§ Problem details
Copy out the listing beneath, missing nothing.

§ Provided information
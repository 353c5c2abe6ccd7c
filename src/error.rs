use thiserror::Error;

/// Returned when peeking at or popping from an empty [`ChainedList`].
///
/// `op` names the operation that failed (`"front"`, `"pop_back"`, ...).
///
/// [`ChainedList`]: crate::chained_list::ChainedList
#[derive(Debug, Clone, Copy, PartialEq, Eq, Error)]
#[error("{op} called on an empty list")]
pub struct UnderflowError {
    pub op: &'static str,
}

impl UnderflowError {
    pub(crate) const fn new(op: &'static str) -> Self {
        Self { op }
    }
}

§ Result below
repository 353c5c2abe6ccd7c
filename src/error.rs
use thiserror::Error;

/// Returned when peeking at or popping from an empty [`ChainedList`].
///
/// `op` names the operation that failed (`"front"`, `"pop_back"`, ...).
///
/// [`ChainedList`]: crate::chained_list::ChainedList
#[derive(Debug, Clone, Copy, PartialEq, Eq, Error)]
#[error("{op} called on an empty list")]
pub struct UnderflowError {
    pub op: &'static str,
}

impl UnderflowError {
    pub(crate) const fn new(op: &'static str) -> Self {
        Self { op }
    }
}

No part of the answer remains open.